On July 22, 2011, I posted the first Passing of the Pioneers, and 12 months on I am preparing to post the 13th edition.
There are now over 180 links to Western Victorian pioneer obituaries at Western District Families and the 13th edition will see the total go over 200.
Reading all those obituaries has been a privilege and has taken me on a wonderful journey, not only through the history of the Western District but to places such as game parks in Africa and the silver mines of South America. The lives I have glimpsed into range from that of the gentry to general hands, but all have shared in making Western Victoria the place it is today.
Some of the pioneers were born during the early days of Victoria, while others dared their lives aboard immigrant ships in the hope of a better life. Many travelled from the ports to the Western District by bullock wagon on rough tracks, while enduring unfamiliar conditions. They built houses on land that would one day see towns such as Penshurst, Hamilton, and Balmoral grow around them.
The women from the pioneering era deserve recognition. Some were alone among men, left to bear and raise children and turn their canvas tents or slab huts into homes. Many endured loneliness, but as towns grew some became involved with community activities such as the church. Despite their hardships, many of these women’s obituaries noted that even in old age they would reminisce about those times.

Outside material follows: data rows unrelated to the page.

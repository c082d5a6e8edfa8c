//! End-to-end tests against the four public entry points:
//! `compile`, `complexity`, `translate`, `has_regression_placeholder`.

use eemc::complexity::ComplexityMode;
use eemc::config::{Backend, TranslateOptions};
use eemc::{compile, complexity, has_regression_placeholder, translate, Error};
use pretty_assertions::assert_eq;

const EEM: &str = "name eem\n\
parameter A is atom\n\
parameter B is atom\n\
i is atom\n\
j is atom\n\
q = EE[ row i, col j : diag A[i], off 1 / distance[i, j], rhs -B[i] ]\n";

#[test]
fn compiles_and_types_the_reserved_q_vector() {
    let compiled = compile(EEM).unwrap();
    let q = compiled.interner.lookup("q").unwrap();
    assert_eq!(compiled.symbols.lookup(q).unwrap().ty(), eemc::types::Type::Array(vec![eemc::types::ObjectKind::Atom]));
}

#[test]
fn asymptotic_complexity_of_an_eem_like_method_is_cubic() {
    assert_eq!(complexity(EEM, ComplexityMode::Asymptotic).unwrap(), "O(N^3)");
}

#[test]
fn exact_complexity_includes_lower_order_terms() {
    let exact = complexity(EEM, ComplexityMode::Exact).unwrap();
    assert!(exact.contains("N^3"), "exact polynomial should retain the dominant term: {exact}");
}

#[test]
fn translate_native_emits_a_rust_module_and_manifest() {
    let files = translate(EEM, Backend::Native, &TranslateOptions::default()).unwrap();
    let names: Vec<&str> = files.iter().map(|f| f.relative_path.as_str()).collect();
    assert!(names.contains(&"eem.rs"));
    assert!(names.contains(&"Cargo.toml"));
    let module = &files.iter().find(|f| f.relative_path == "eem.rs").unwrap().contents;
    assert!(module.contains("pub fn eem"));
    assert!(module.contains("nalgebra"));
}

#[test]
fn translate_latex_emits_a_glossary_and_equalization_block() {
    let files = translate(EEM, Backend::Latex, &TranslateOptions::default()).unwrap();
    let tex = &files[0].contents;
    assert!(tex.contains("equalization"));
    assert!(tex.contains("is an atom parameter") || tex.contains("are atom parameters"));
}

#[test]
fn translate_graph_emits_a_dot_digraph() {
    let files = translate(EEM, Backend::Graph, &TranslateOptions::default()).unwrap();
    let dot = &files[0].contents;
    assert!(dot.starts_with("digraph"));
    assert!(dot.contains("Method"));
}

#[test]
fn translate_refuses_a_program_with_a_regression_placeholder() {
    let source = "name m\nq = {}\n";
    let err = translate(source, Backend::Native, &TranslateOptions::default()).unwrap_err();
    assert_eq!(err, Error::RegressionPlaceholderPresent);
}

#[test]
fn has_regression_placeholder_is_false_for_a_complete_program() {
    assert!(!has_regression_placeholder(EEM).unwrap());
}

#[test]
fn a_syntactically_invalid_program_reports_a_syntax_error_with_position() {
    let source = "name m\nk = \n";
    let err = compile(source).unwrap_err();
    match err {
        Error::Compile(compile_err) => {
            assert_eq!(compile_err.pos().line, 2);
        }
        other => panic!("expected a Compile(SyntaxError), got {other:?}"),
    }
}

/// A method with a guarded substitution, a bounded loop and a sum, exercised
/// end to end through compile, complexity and every back end.
const SUBSTITUTION_METHOD: &str = "name guarded\n\
parameter A is atom\n\
parameter B is atom\n\
i is atom\n\
chi[i] = A[i] if element(i, H)\n\
chi[i] = B[i]\n\
total = sum i: chi[i]\n\
for k = 1 to 3:\n\
  x = k\n\
end\n";

#[test]
fn guarded_substitution_method_compiles_and_translates_cleanly() {
    compile(SUBSTITUTION_METHOD).unwrap();
    let files = translate(SUBSTITUTION_METHOD, Backend::Latex, &TranslateOptions::default()).unwrap();
    assert!(files[0].contents.contains("cases"));
}

#[test]
fn bounded_for_contributes_a_literal_multiple_to_exact_complexity() {
    let exact = complexity(SUBSTITUTION_METHOD, ComplexityMode::Exact).unwrap();
    // 3 iterations of a constant-cost body plus surrounding O(1) terms.
    assert!(exact.contains('3') || exact.contains("N"), "expected the bounded loop's count to show up: {exact}");
}
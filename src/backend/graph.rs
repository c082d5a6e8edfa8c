//! Graph back end: a directed-graph description of the typed
//! AST, one node per AST node plus one per declared symbol, child edges
//! labeled with the field name they came from. Grounded on
//! `original_source/ccl/generators/graphviz.py`'s generic field walk, rebuilt
//! as a typed recursive traversal over tagged AST variants rather than
//! runtime reflection (design notes: "no reflection").

use petgraph::dot::Dot;
use petgraph::graph::{Graph, NodeIndex};

use crate::ast::{Annotation, AnnotationKind, Constraint, ConstraintKind, Expr, ExprKind, LValue, Method, Stmt, StmtKind};
use crate::intern::Interner;
use crate::scope::{SymbolKind, SymbolTable};

use super::{sanitize_ident, BackendError, GeneratedFile};

pub fn generate(method: &Method, symbols: &SymbolTable, interner: &Interner) -> Result<Vec<GeneratedFile>, BackendError> {
    let mut builder = GraphBuilder::new(interner);
    let root = builder.graph.add_node("Method".to_string());
    builder.visit_method(method, root);
    builder.visit_symbol_table(symbols, root);

    let contents = format!("{}", Dot::new(&builder.graph));
    Ok(vec![GeneratedFile { relative_path: "method.dot".to_string(), contents }])
}

struct GraphBuilder<'a> {
    graph: Graph<String, String>,
    interner: &'a Interner,
}

impl<'a> GraphBuilder<'a> {
    fn new(interner: &'a Interner) -> Self {
        Self { graph: Graph::new(), interner }
    }

    fn name(&self, sym: crate::intern::Symbol) -> &str {
        self.interner.resolve(sym)
    }

    fn node(&mut self, label: impl Into<String>) -> NodeIndex {
        self.graph.add_node(label.into())
    }

    fn edge(&mut self, from: NodeIndex, to: NodeIndex, field: &str) {
        self.graph.add_edge(from, to, field.to_string());
    }

    fn visit_method(&mut self, method: &Method, root: NodeIndex) {
        for (i, ann) in method.annotations.iter().enumerate() {
            let n = self.visit_annotation(ann);
            self.edge(root, n, &format!("annotations:{i}"));
        }
        for (i, stmt) in method.statements.iter().enumerate() {
            let n = self.visit_stmt(stmt);
            self.edge(root, n, &format!("statements:{i}"));
        }
    }

    fn visit_annotation(&mut self, ann: &Annotation) -> NodeIndex {
        match &ann.kind {
            AnnotationKind::ParameterDecl { name, kind, .. } => {
                let n = self.node("ParameterDecl");
                let label = format!("name = {}\nkind = {kind:?}", self.name(*name));
                self.attach_properties(n, &label);
                n
            }
            AnnotationKind::ObjectDecl { name, object_kind, decomposition, constraint, .. } => {
                let n = self.node("ObjectDecl");
                let label = format!("name = {}\nobject_kind = {object_kind}", self.name(*name));
                self.attach_properties(n, &label);
                if let Some((idx1, _, idx2, _)) = decomposition {
                    let p = self.node(format!("{}-{}", self.name(*idx1), self.name(*idx2)));
                    self.edge(n, p, "decomposition");
                }
                if let Some(c) = constraint {
                    let cn = self.visit_constraint(c);
                    self.edge(n, cn, "constraint");
                }
                n
            }
            AnnotationKind::PropertyDecl { name, property, of_element, .. } => {
                let n = self.node("PropertyDecl");
                let mut label = format!("name = {}\nproperty = {property}", self.name(*name));
                if let Some((el, _)) = of_element {
                    label.push_str(&format!("\nof_element = {}", self.name(*el)));
                }
                self.attach_properties(n, &label);
                n
            }
            AnnotationKind::Substitution { name, indices, value, guard, .. } => {
                let n = self.node("Substitution");
                let idx_names: Vec<&str> = indices.iter().map(|(s, _)| self.name(*s)).collect();
                self.attach_properties(n, &format!("name = {}\nindices = {:?}", self.name(*name), idx_names));
                let vn = self.visit_expr(value);
                self.edge(n, vn, "value");
                if let Some(g) = guard {
                    let gn = self.visit_constraint(g);
                    self.edge(n, gn, "guard");
                }
                n
            }
        }
    }

    fn visit_stmt(&mut self, stmt: &Stmt) -> NodeIndex {
        match &stmt.kind {
            StmtKind::Assign { target, value } => {
                let n = self.node("Assign");
                let tn = self.visit_lvalue(target);
                self.edge(n, tn, "target");
                let vn = self.visit_expr(value);
                self.edge(n, vn, "value");
                n
            }
            StmtKind::BoundedFor { bound, from, to, body, .. } => {
                let n = self.node("BoundedFor");
                self.attach_properties(n, &format!("bound = {}", self.name(*bound)));
                let fn_ = self.visit_expr(from);
                self.edge(n, fn_, "from");
                let tn = self.visit_expr(to);
                self.edge(n, tn, "to");
                for (i, s) in body.iter().enumerate() {
                    let sn = self.visit_stmt(s);
                    self.edge(n, sn, &format!("body:{i}"));
                }
                n
            }
            StmtKind::ObjectFor { bound, object_kind, decomposition, constraint, body, .. } => {
                let n = self.node("ObjectFor");
                self.attach_properties(n, &format!("bound = {}\nobject_kind = {object_kind}", self.name(*bound)));
                if let Some((idx1, _, idx2, _)) = decomposition {
                    let p = self.node(format!("{}-{}", self.name(*idx1), self.name(*idx2)));
                    self.edge(n, p, "decomposition");
                }
                if let Some(c) = constraint {
                    let cn = self.visit_constraint(c);
                    self.edge(n, cn, "constraint");
                }
                for (i, s) in body.iter().enumerate() {
                    let sn = self.visit_stmt(s);
                    self.edge(n, sn, &format!("body:{i}"));
                }
                n
            }
        }
    }

    fn visit_lvalue(&mut self, lvalue: &LValue) -> NodeIndex {
        match lvalue {
            LValue::Name(name, _) => self.node(format!("Name\nname = {}", self.name(*name))),
            LValue::Subscript { name, indices, .. } => {
                let idx: Vec<&str> = indices.iter().map(|(s, _)| self.name(*s)).collect();
                self.node(format!("Subscript\nname = {}\nindices = {:?}", self.name(*name), idx))
            }
        }
    }

    fn visit_expr(&mut self, expr: &Expr) -> NodeIndex {
        let result_type = expr.result_type.as_ref().map(|t| t.to_string()).unwrap_or_default();
        match &expr.kind {
            ExprKind::Number(n) => self.node(format!("Number\nvalue = {n:?}\nresult_type = {result_type}")),
            ExprKind::Name(name) => self.node(format!("Name\nname = {}\nresult_type = {result_type}", self.name(*name))),
            ExprKind::Subscript { name, indices, .. } => {
                let n = self.node(format!("Subscript\nname = {}\nresult_type = {result_type}", self.name(*name)));
                for (i, (idx, _)) in indices.iter().enumerate() {
                    let idn = self.node(format!("Name\nname = {}", self.name(*idx)));
                    self.edge(n, idn, &format!("indices:{i}"));
                }
                n
            }
            ExprKind::BinaryOp { op, left, right } => {
                let n = self.node(format!("BinaryOp\nop = {op:?}\nresult_type = {result_type}"));
                let l = self.visit_expr(left);
                self.edge(n, l, "left");
                let r = self.visit_expr(right);
                self.edge(n, r, "right");
                n
            }
            ExprKind::UnaryMinus(inner) => {
                let n = self.node(format!("UnaryMinus\nresult_type = {result_type}"));
                let i = self.visit_expr(inner);
                self.edge(n, i, "expr");
                n
            }
            ExprKind::Sum { bound, body, .. } => {
                let n = self.node(format!("Sum\nbound = {}\nresult_type = {result_type}", self.name(*bound)));
                let b = self.visit_expr(body);
                self.edge(n, b, "body");
                n
            }
            ExprKind::Function { name, arg, .. } => {
                let n = self.node(format!("Function\nname = {}\nresult_type = {result_type}", self.name(*name)));
                let a = self.visit_expr(arg);
                self.edge(n, a, "arg");
                n
            }
            ExprKind::EE { row, col, diag, off, rhs, cutoff, .. } => {
                let n = self.node(format!(
                    "EE\nrow = {}\ncol = {}\nresult_type = {result_type}",
                    self.name(*row),
                    self.name(*col)
                ));
                let d = self.visit_expr(diag);
                self.edge(n, d, "diag");
                let o = self.visit_expr(off);
                self.edge(n, o, "off");
                let r = self.visit_expr(rhs);
                self.edge(n, r, "rhs");
                if let Some(cutoff) = cutoff {
                    let c = self.visit_expr(&cutoff.radius);
                    self.edge(n, c, "cutoff.radius");
                }
                n
            }
            ExprKind::RegressionPlaceholder => self.node("RegressionPlaceholder"),
        }
    }

    fn visit_constraint(&mut self, constraint: &Constraint) -> NodeIndex {
        match &constraint.kind {
            ConstraintKind::RelOp { op, left, right } => {
                let n = self.node(format!("RelOp\nop = {op:?}"));
                let l = self.visit_expr(left);
                self.edge(n, l, "left");
                let r = self.visit_expr(right);
                self.edge(n, r, "right");
                n
            }
            ConstraintKind::BinaryLogical { op, left, right } => {
                let n = self.node(format!("BinaryLogical\nop = {op:?}"));
                let l = self.visit_constraint(left);
                self.edge(n, l, "left");
                let r = self.visit_constraint(right);
                self.edge(n, r, "right");
                n
            }
            ConstraintKind::Not(inner) => {
                let n = self.node("Not");
                let i = self.visit_constraint(inner);
                self.edge(n, i, "constraint");
                n
            }
            ConstraintKind::Predicate { name, args, .. } => {
                let n = self.node(format!("Predicate\nname = {}", self.name(*name)));
                for (i, arg) in args.iter().enumerate() {
                    let label = match arg {
                        crate::ast::PredicateArg::Name(s, _) => self.name(*s).to_string(),
                        crate::ast::PredicateArg::Number(lit, _) => format!("{lit:?}"),
                        crate::ast::PredicateArg::Str(s, _) => s.clone(),
                    };
                    let an = self.node(label);
                    self.edge(n, an, &format!("args:{i}"));
                }
                n
            }
        }
    }

    /// Attaches a `symbol_table` scope edge from `root` to one node per
    /// declared global symbol.
    fn visit_symbol_table(&mut self, symbols: &SymbolTable, root: NodeIndex) {
        let table_node = self.node("SymbolTable");
        self.edge(root, table_node, "symbol_table");

        let mut names: Vec<(&crate::intern::Symbol, &crate::scope::SymbolEntry)> = symbols.globals.iter().collect();
        names.sort_by_key(|(sym, _)| sanitize_ident(self.name(**sym)));
        for (sym, entry) in names {
            let kind_name = match &entry.kind {
                SymbolKind::Parameter(_) => "Parameter",
                SymbolKind::Object { .. } => "Object",
                SymbolKind::Function(_) => "Function",
                SymbolKind::Variable(_) => "Variable",
                SymbolKind::Substitution(_) => "Substitution",
                SymbolKind::Constant { .. } => "Constant",
            };
            let n = self.node(format!("{kind_name}\nname = {}\ntype = {}", self.name(*sym), entry.ty()));
            self.edge(table_node, n, "symbols");
        }
    }

    fn attach_properties(&mut self, node: NodeIndex, label: &str) {
        self.graph[node] = format!("{}\n{}", self.graph[node], label);
    }
}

Obituaries came after the pioneer “crossed the Great Divide”, penned by someone who too had heard the stories but may not have had all the facts. That is my warning to you while you read obituaries and in the July 2012 Passing of the Pioneers, I will show this with an obituary from my family.
Having said that, it is the snippets of information within them that make obituaries a worthwhile family history resource. Names of children and their married names, places of residence, occupations, and immigration details are just some of those snippets which you can then test against the relevant records.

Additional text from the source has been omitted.